Nommé d’office par la défense nationale ministre en Italie, j’arrivai à Florence au mois de décembre 1870, dans des conditions qui, certes, n’étaient pas favorables au succès de ma mission, à l’heure où la France, écrasée par ses défaites, avait perdu tout prestige. Si dans ces tristes jours je pus rendre quelques services à mon pays, raviver les sympathies de l’Italie, étouffer la question de Nice, défendre les intérêts de l’église et conjurer le départ de la flotte italienne pour la Tunisie[1], je l’ai dû en partie à mes anciennes

  1. Dépêche de M. Jules Favre. — Versailles, 30 mars 1871 : « Je reçois ce soir vos dépêches du 21. Je suis heureux que l’affaire de Tunis soit terminée. Je ne puis que donner mon approbation à ce que vous avez fait. Vous avez compris qu’il fallait se préoccuper des intérêts de nos nationaux, créanciers de la Régence, et vous les avez pleinement garantis par vos deux protocoles. Vous avez très utilement procédé; vous avez arrêté le départ de la flotte italienne pour La Goulette, et, grâce à votre intervention, les intérêts français ont été sauvegardés.
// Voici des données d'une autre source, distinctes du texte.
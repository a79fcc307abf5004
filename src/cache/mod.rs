use std::collections::HashMap;
use std::sync::Mutex;
use std::time::{Duration, Instant};

use tracing::debug;

use crate::app::Result;

pub const DEFAULT_INDEX_TTL: Duration = Duration::from_secs(20);

/// Route key for the cached global index view.
pub const INDEX_KEY: &str = "index";

struct Entry {
    body: String,
    inserted_at: Instant,
}

/// Short-TTL cache for rendered responses, keyed by route identity.
///
/// Only the global index goes through this cache; it is never invalidated on
/// writes, so a response can be stale for up to one TTL. That window is the
/// accepted trade-off for absorbing read traffic on the busiest view.
pub struct ResponseCache {
    ttl: Duration,
    entries: Mutex<HashMap<String, Entry>>,
}

impl ResponseCache {
    pub fn new(ttl: Duration) -> Self {
        Self {
            ttl,
            entries: Mutex::new(HashMap::new()),
        }
    }

    fn entries(&self) -> std::sync::MutexGuard<'_, HashMap<String, Entry>> {
        match self.entries.lock() {
            Ok(guard) => guard,
            Err(poisoned) => poisoned.into_inner(),
        }
    }

    /// Return the cached body if it is still within its TTL.
    pub fn get(&self, key: &str) -> Option<String> {
        let mut entries = self.entries();
        if let Some(entry) = entries.get(key) {
            if entry.inserted_at.elapsed() < self.ttl {
                debug!(key, "cache hit");
                return Some(entry.body.clone());
            }
            debug!(key, "cache expired");
            entries.remove(key);
        }
        None
    }

    pub fn put(&self, key: &str, body: String) {
        self.entries().insert(
            key.to_string(),
            Entry {
                body,
                inserted_at: Instant::now(),
            },
        );
    }

    /// Serve `key` from the cache, rendering and storing on a miss.
    pub fn get_or_render<F>(&self, key: &str, render: F) -> Result<String>
    where
        F: FnOnce() -> Result<String>,
    {
        if let Some(body) = self.get(key) {
            return Ok(body);
        }

        let body = render()?;
        self.put(key, body.clone());
        Ok(body)
    }

    /// Drop every entry. Production code never calls this; tests use it to
    /// observe the uncached state.
    pub fn clear(&self) {
        self.entries().clear();
    }
}

impl Default for ResponseCache {
    fn default() -> Self {
        Self::new(DEFAULT_INDEX_TTL)
    }
}

#[cfg(test)]
mod tests {
    use super::*;
    use std::thread::sleep;

    #[test]
    fn test_fresh_entry_is_returned_verbatim() {
        let cache = ResponseCache::new(Duration::from_secs(60));
        cache.put(INDEX_KEY, "rendered body".into());
        assert_eq!(cache.get(INDEX_KEY).as_deref(), Some("rendered body"));
    }

    #[test]
    fn test_entry_expires_after_ttl() {
        let cache = ResponseCache::new(Duration::from_millis(30));
        cache.put(INDEX_KEY, "rendered body".into());
        assert!(cache.get(INDEX_KEY).is_some());

        sleep(Duration::from_millis(40));
        assert!(cache.get(INDEX_KEY).is_none());
    }

    #[test]
    fn test_get_or_render_skips_render_on_hit() {
        let cache = ResponseCache::new(Duration::from_secs(60));

        let first = cache.get_or_render(INDEX_KEY, || Ok("v1".into())).unwrap();
        // Second render would produce different output, but the cache wins.
        let second = cache.get_or_render(INDEX_KEY, || Ok("v2".into())).unwrap();
        assert_eq!(first, "v1");
        assert_eq!(second, "v1");
    }

    #[test]
    fn test_clear_forces_recompute() {
        let cache = ResponseCache::new(Duration::from_secs(60));
        cache.get_or_render(INDEX_KEY, || Ok("v1".into())).unwrap();
        cache.clear();

        let body = cache.get_or_render(INDEX_KEY, || Ok("v2".into())).unwrap();
        assert_eq!(body, "v2");
    }

    #[test]
    fn test_keys_are_independent() {
        let cache = ResponseCache::new(Duration::from_secs(60));
        cache.put("a", "body a".into());
        cache.put("b", "body b".into());
        assert_eq!(cache.get("a").as_deref(), Some("body a"));
        assert_eq!(cache.get("b").as_deref(), Some("body b"));
    }
}
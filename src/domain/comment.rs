use chrono::{DateTime, Utc};
use serde::{Deserialize, Serialize};

use crate::app::{MurmurError, Result};

#[derive(Debug, Clone, PartialEq, Eq, Serialize, Deserialize)]
pub struct Comment {
    pub id: i64,
    pub post_id: i64,
    pub author_id: i64,
    pub text: String,
    pub created: DateTime<Utc>,
}

/// Input for creating a comment. Comments are never edited or deleted
/// directly; they only go away when their post does.
#[derive(Debug, Clone)]
pub struct NewComment {
    pub post_id: i64,
    pub author_id: i64,
    pub text: String,
    pub created: DateTime<Utc>,
}

impl NewComment {
    pub fn new(post_id: i64, author_id: i64, text: impl Into<String>) -> Result<Self> {
        let text = text.into();
        if text.trim().is_empty() {
            return Err(MurmurError::EmptyText);
        }

        Ok(Self {
            post_id,
            author_id,
            text,
            created: Utc::now(),
        })
    }
}

#[cfg(test)]
mod tests {
    use super::*;

    #[test]
    fn test_new_comment_rejects_empty_text() {
        assert!(matches!(
            NewComment::new(1, 1, "   "),
            Err(MurmurError::EmptyText)
        ));
    }
}
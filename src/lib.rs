//! # Murmur
//!
//! The domain core of a server-rendered social blogging application:
//! users author posts, organize them into groups, comment, and follow
//! other authors to receive a personalized feed.
//!
//! ## Architecture
//!
//! ```text
//! Store → FeedQuery → paginate → (ResponseCache) → presentation
//!   ↑
//! FollowGraph
//! ```
//!
//! - [`store`]: SQLite persistence with explicit referential actions
//!   (deleting a group detaches its posts, deleting a post removes its
//!   comments)
//! - [`feed`]: ordered post listings for the four views (global index,
//!   group, profile, follower feed) plus pagination
//! - [`follow`]: idempotent directed follow edges
//! - [`cache`]: short-TTL cache for the rendered global index
//!
//! Every listing is ordered newest-first by `pub_date`, ties broken by id,
//! and sliced into fixed-size pages with forgiving clamping of out-of-range
//! page numbers.
//!
//! ## Quick Start
//!
//! ```bash
//! murmur add-user leo
//! murmur add-group "Cats" cats
//! murmur post leo "hello world" --group cats
//! murmur follow mia leo
//! murmur feed --following mia
//! ```

/// Application context and error handling.
///
/// [`AppContext`](app::AppContext) wires together the store, feed engine,
/// follow graph and response cache, and hosts the write operations with
/// their validation rules.
pub mod app;

/// Short-TTL response cache for the global index view.
pub mod cache;

/// Command-line interface using clap.
pub mod cli;

/// Configuration management.
///
/// Loads from `~/.config/murmur/config.toml`: page size and index cache TTL.
pub mod config;

/// Core domain models.
///
/// - [`Post`](domain::Post): a user's publication, optionally grouped
/// - [`Group`](domain::Group): a slug-addressed collection of posts
/// - [`Comment`](domain::Comment): attached to a post for its lifetime
/// - [`User`](domain::User): an author/follower identity
pub mod domain;

/// Feed composition and pagination.
///
/// [`FeedQuery`](feed::FeedQuery) builds the four list views;
/// [`paginate`](feed::paginate) slices them into [`Page`](feed::Page)s.
pub mod feed;

/// The directed follow graph.
pub mod follow;

/// SQLite persistence layer.
///
/// - [`Store`](store::Store): trait defining storage operations
/// - [`SqliteStore`](store::SqliteStore): SQLite implementation
pub mod store;
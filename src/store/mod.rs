pub mod sqlite;

use crate::app::Result;
use crate::domain::{Comment, Group, NewComment, NewGroup, NewPost, Post, PostUpdate, User};

pub use sqlite::SqliteStore;

pub trait Store {
    // User operations
    fn add_user(&self, user: &User) -> Result<i64>;
    fn get_user(&self, id: i64) -> Result<Option<User>>;
    fn get_user_by_username(&self, username: &str) -> Result<Option<User>>;

    // Group operations
    fn add_group(&self, group: &NewGroup) -> Result<i64>;
    fn get_group_by_slug(&self, slug: &str) -> Result<Option<Group>>;
    fn delete_group(&self, id: i64) -> Result<()>;

    // Post operations
    fn add_post(&self, post: &NewPost) -> Result<i64>;
    fn get_post(&self, id: i64) -> Result<Option<Post>>;
    fn get_all_posts(&self) -> Result<Vec<Post>>;
    fn get_posts_by_group(&self, group_id: i64) -> Result<Vec<Post>>;
    fn get_posts_by_author(&self, author_id: i64) -> Result<Vec<Post>>;
    fn get_posts_by_followed(&self, user_id: i64) -> Result<Vec<Post>>;
    fn count_posts_by_author(&self, author_id: i64) -> Result<i64>;
    fn update_post(&self, id: i64, update: &PostUpdate) -> Result<()>;
    fn delete_post(&self, id: i64) -> Result<()>;

    // Comment operations
    fn add_comment(&self, comment: &NewComment) -> Result<i64>;
    fn get_comments_by_post(&self, post_id: i64) -> Result<Vec<Comment>>;

    // Follow operations
    fn add_follow(&self, user_id: i64, author_id: i64) -> Result<bool>;
    fn delete_follow(&self, user_id: i64, author_id: i64) -> Result<bool>;
    fn follow_exists(&self, user_id: i64, author_id: i64) -> Result<bool>;
}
Je vous réitère, au nom du département, l’expression de ma reconnaissance pour votre ferme et intelligente conduite. » — Extrait du livre de M. Jules Favre : Rome et la République française en 1870 : « M. Rothan était assurément d’une incontestable capacité; il avait rendu des services réels, et déployé beaucoup d’habileté; mais il était nécessaire d’envoyer à Florence un personnage qui représentât plus intimement notre pensée; je jetai les yeux sur M. Horace de Choiseul, il me semblait plus propre que tout autre à devenir en Italie l’interprète de notre politique. »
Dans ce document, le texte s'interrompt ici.